Quietly, Miguel Montero and Jason Hammel have been huge parts of the Cubs’ success over the last two seasons. Montero was worth 3.9 WARP in relatively modest playing time last year, and has been worth 1.3 WARP already this year—in addition to which, he’s been Jake Arrieta’s partner in crime, Willson Contreras’s mentor, and one of the team’s fountains of veteran energy and intensity. Hammel, of course, has provided three straight first halves of brilliant pitching at bargain free-agent rates, and was part of the package that brought Addison Russell, Billy McKinney, and Dan Straily to the organization in 2014. Neither his second-half struggles in each of the last two years nor his recent rough stretch should obscure the fact that he’s given the Cubs a large number of good starts, especially at times (like early on last season, when the fifth slot in the rotation was entirely up for grabs, Jon Lester was struggling after an abortive spring training, and Kyle Hendricks was still finding the pitch mix that would eventually allow him to become a consistent starter) when they’ve badly needed them.

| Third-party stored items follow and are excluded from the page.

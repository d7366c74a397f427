//! SQLite database for the notification service.

amity_core::define_database!(NotificationDatabase, "notification");
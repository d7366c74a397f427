//! Amity Server
//!
//! Runs the relationship API and the notification API on two listeners,
//! joined by an in-process event broker.

use std::net::SocketAddr;
use std::path::PathBuf;
use std::time::Duration;

use anyhow::Context;
use clap::Parser;
use tokio::net::TcpListener;
use tokio::sync::watch;
use tracing::info;

use amity_core::tracing_init::{DEFAULT_FILTER, init_tracing};
use amity_notify::NotificationDatabase;
use amity_server::{
    ServerConfig, Services, build_services, forward_shutdown_signal, spawn_revocation_sweep,
};
use amity_social::SocialDatabase;

#[derive(Parser, Debug)]
#[command(name = "amity-server")]
#[command(version, about = "Amity server - friendships and notifications")]
struct Args {
    /// Address of the relationship API.
    #[arg(long, env = "USER_SERVICE_ADDR", default_value = "0.0.0.0:8081")]
    users_addr: SocketAddr,

    /// Address of the notification API.
    #[arg(long, env = "NOTIFICATION_SERVICE_ADDR", default_value = "0.0.0.0:8082")]
    notifications_addr: SocketAddr,

    /// SQLite file for accounts and friendships [default: ~/.amity/users.db].
    #[arg(long, env = "AMITY_USERS_DB")]
    users_db_path: Option<PathBuf>,

    /// SQLite file for notifications [default: ~/.amity/notifications.db].
    #[arg(long, env = "AMITY_NOTIFICATIONS_DB")]
    notifications_db_path: Option<PathBuf>,

    /// JWT signing and verification secret.
    #[arg(long, env = "AMITY_JWT_SECRET", hide_env_values = true)]
    jwt_secret: String,

    /// Access token TTL in seconds.
    #[arg(long, env = "AMITY_ACCESS_TTL", default_value_t = 259_200)]
    access_ttl: i64,

    /// Messages buffered per broker topic.
    #[arg(long, default_value_t = 1024)]
    broker_capacity: usize,

    /// Seconds between purges of expired token revocations.
    #[arg(long, default_value_t = 3600)]
    revocation_sweep_interval: u64,

    /// Output logs as JSON (for structured log aggregation).
    #[arg(long)]
    log_json: bool,
}

#[tokio::main]
async fn main() -> anyhow::Result<()> {
    let args = Args::parse();
    init_tracing(DEFAULT_FILTER, args.log_json)?;

    anyhow::ensure!(!args.jwt_secret.is_empty(), "JWT secret must not be empty");
    anyhow::ensure!(args.access_ttl > 0, "Access token TTL must be positive");

    info!(
        version = env!("CARGO_PKG_VERSION"),
        users_addr = %args.users_addr,
        notifications_addr = %args.notifications_addr,
        "Starting amity-server"
    );

    let users_db_path = resolve_db_path(args.users_db_path.clone(), "users.db")?;
    let notifications_db_path =
        resolve_db_path(args.notifications_db_path.clone(), "notifications.db")?;
    let users_db = SocialDatabase::open(&users_db_path).await?;
    let notifications_db = NotificationDatabase::open(&notifications_db_path).await?;

    let config = ServerConfig {
        jwt_secret: args.jwt_secret.clone(),
        access_ttl: args.access_ttl,
        broker_capacity: args.broker_capacity,
    };
    let Services {
        social_router,
        notify_router,
        auth,
        broker: _broker,
        consumer,
    } = build_services(&config, users_db, notifications_db);

    let (shutdown_tx, shutdown_rx) = watch::channel(false);
    let sweep = spawn_revocation_sweep(
        auth.gate().clone(),
        Duration::from_secs(args.revocation_sweep_interval.max(1)),
        shutdown_rx.clone(),
    );

    let users_listener = TcpListener::bind(args.users_addr)
        .await
        .with_context(|| format!("Failed to bind {}", args.users_addr))?;
    let notifications_listener = TcpListener::bind(args.notifications_addr)
        .await
        .with_context(|| format!("Failed to bind {}", args.notifications_addr))?;
    info!(addr = %args.users_addr, "Relationship API listening");
    info!(addr = %args.notifications_addr, "Notification API listening");

    tokio::spawn(forward_shutdown_signal(tokio::signal::ctrl_c(), shutdown_tx));

    let users_server = axum::serve(users_listener, social_router)
        .with_graceful_shutdown(wait_for_shutdown(shutdown_rx.clone()));
    let notifications_server = axum::serve(notifications_listener, notify_router)
        .with_graceful_shutdown(wait_for_shutdown(shutdown_rx));

    let served = tokio::try_join!(
        async { users_server.await },
        async { notifications_server.await },
    );

    // Stop background work even if a listener failed.
    let stats = consumer.stop().await;
    sweep.abort();
    info!(
        processed = stats.processed,
        skipped = stats.skipped,
        failed = stats.failed,
        "Amity server stopped"
    );

    served?;
    Ok(())
}

async fn wait_for_shutdown(mut shutdown: watch::Receiver<bool>) {
    let _ = shutdown.wait_for(|stop| *stop).await;
}

fn resolve_db_path(explicit: Option<PathBuf>, file: &str) -> anyhow::Result<PathBuf> {
    if let Some(path) = explicit {
        return Ok(path);
    }
    let home =
        dirs::home_dir().ok_or_else(|| anyhow::anyhow!("Cannot determine home directory"))?;
    Ok(home.join(".amity").join(file))
}
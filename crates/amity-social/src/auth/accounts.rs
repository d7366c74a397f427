//! Account lifecycle: signup, login, logout.

use std::sync::Arc;

use amity_core::auth::JwtManager;
use amity_core::{Authenticator, Error, Principal, Result};
use tracing::{info, warn};

use super::password;
use crate::storage::{SocialDatabase, User};

const MIN_USERNAME_LEN: usize = 3;
const MIN_PASSWORD_LEN: usize = 8;

pub struct AccountService {
    db: SocialDatabase,
    jwt: Arc<JwtManager>,
    auth: Authenticator,
}

impl AccountService {
    pub fn new(db: SocialDatabase, jwt: Arc<JwtManager>, auth: Authenticator) -> Self {
        Self { db, jwt, auth }
    }

    /// Register a new account.
    pub async fn signup(&self, username: &str, email: &str, password: &str) -> Result<User> {
        let username = username.trim();
        let email = email.trim();

        if username.chars().count() < MIN_USERNAME_LEN {
            return Err(Error::InvalidRequest(format!(
                "Username must be at least {MIN_USERNAME_LEN} characters"
            )));
        }
        if email.is_empty() {
            return Err(Error::InvalidRequest("Email is required".into()));
        }
        if password.chars().count() < MIN_PASSWORD_LEN {
            return Err(Error::InvalidRequest(format!(
                "Password must be at least {MIN_PASSWORD_LEN} characters"
            )));
        }

        let hash = password::hash_password(password)
            .map_err(|e| Error::Internal(format!("Password hashing failed: {e}")))?;

        let user = self
            .db
            .create_user(username, email, &hash)
            .await?
            .ok_or_else(|| Error::Conflict("Username or email already taken".into()))?;

        info!(user_id = user.id, username = %user.username, "User registered");
        Ok(user)
    }

    /// Check credentials and issue an access token.
    pub async fn login(&self, username: &str, password: &str) -> Result<String> {
        let invalid = || Error::Unauthenticated("Invalid username or password".into());

        let user = match self.db.get_user_by_username(username).await {
            Ok(user) => user,
            Err(amity_core::db::DatabaseError::NotFound(_)) => {
                warn!(username = %username, "Login for unknown user");
                return Err(invalid());
            }
            Err(e) => return Err(e.into()),
        };

        let valid = password::verify_password(password, &user.password_hash)
            .map_err(|_| Error::Internal("Password verification failed".into()))?;
        if !valid {
            warn!(username = %username, "Failed login attempt");
            return Err(invalid());
        }

        let (token, _) = self
            .jwt
            .issue_access_token(user.id)
            .map_err(|e| Error::Internal(format!("Failed to generate token: {e}")))?;

        self.db.touch_last_login(user.id).await?;

        info!(user_id = user.id, "User logged in");
        Ok(token)
    }

    /// Revoke the presented token until its natural expiry.
    pub fn logout(&self, principal: &Principal) {
        self.auth.revoke(principal);
        info!(user_id = principal.user_id, "User logged out");
    }
}
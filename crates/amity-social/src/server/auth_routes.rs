//! `/user/auth/*` handlers.

use amity_core::http::{JsonBody, message};
use amity_core::{Error, Principal};
use axum::Json;
use axum::extract::State;
use serde::Deserialize;
use serde_json::{Value, json};
use tracing::instrument;

use super::SocialState;

#[derive(Deserialize)]
pub struct SignupRequest {
    pub username: String,
    pub email: String,
    pub password: String,
}

#[derive(Deserialize)]
pub struct LoginRequest {
    pub username: String,
    pub password: String,
}

/// `POST /user/auth/signup`
#[instrument(skip_all, fields(op = "signup", username = %req.username))]
pub async fn signup(
    State(state): State<SocialState>,
    JsonBody(req): JsonBody<SignupRequest>,
) -> Result<Json<Value>, Error> {
    state
        .accounts
        .signup(&req.username, &req.email, &req.password)
        .await?;
    Ok(message("User created successfully"))
}

/// `POST /user/auth/login`
#[instrument(skip_all, fields(op = "login", username = %req.username))]
pub async fn login(
    State(state): State<SocialState>,
    JsonBody(req): JsonBody<LoginRequest>,
) -> Result<Json<Value>, Error> {
    let token = state.accounts.login(&req.username, &req.password).await?;
    Ok(Json(json!({ "message": "Login successful", "token": token })))
}

/// `POST /user/auth/logout`
#[instrument(skip_all, fields(op = "logout", user_id = principal.user_id))]
pub async fn logout(State(state): State<SocialState>, principal: Principal) -> Json<Value> {
    state.accounts.logout(&principal);
    message("Logged out successfully")
}
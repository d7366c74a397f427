//! JWT claims structure for Amity access tokens.

use serde::{Deserialize, Serialize};

/// JWT claims embedded in access tokens.
#[derive(Debug, Clone, PartialEq, Eq, Serialize, Deserialize)]
pub struct Claims {
    /// Principal account id.
    #[serde(rename = "userID")]
    pub user_id: i64,
    /// JWT ID (unique per token).
    pub jti: String,
    /// Issued at (unix timestamp).
    pub iat: i64,
    /// Expiration (unix timestamp).
    pub exp: i64,
}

Montero has hit much better than most believe (his low batting average and 96 individualized Park Factor masking a very good walk rate and a .259 TAv), and more importantly, is a much better defensive catcher than Contreras. (He may have a weaker throwing arm, a problem compounded by the general inability of Cubs pitchers to slow opposing runners, but he’s a far, far better framer and game manager than Contreras is right now.) In a vacuum, the optimal Cubs lineup (once Dexter Fowler returns to full health) will often include Montero as the catcher, with Contreras’s strong bat in left field. Hammel’s hold on the fifth spot in the rotation is looser, but the transaction cost of adding a starting pitcher at the deadline this year might be more than the front office can justify in order to improve on him. In a vacuum.

Let’s escape the vacuum. No baseball team worth its salt makes its decisions that way. No player is an island, no transaction an atomic decision. Context matters. In this case, there are two key contextual factors (money and the future) the Cubs need to consider, and once they do, what’s true in a vacuum might prove untrue in the real world.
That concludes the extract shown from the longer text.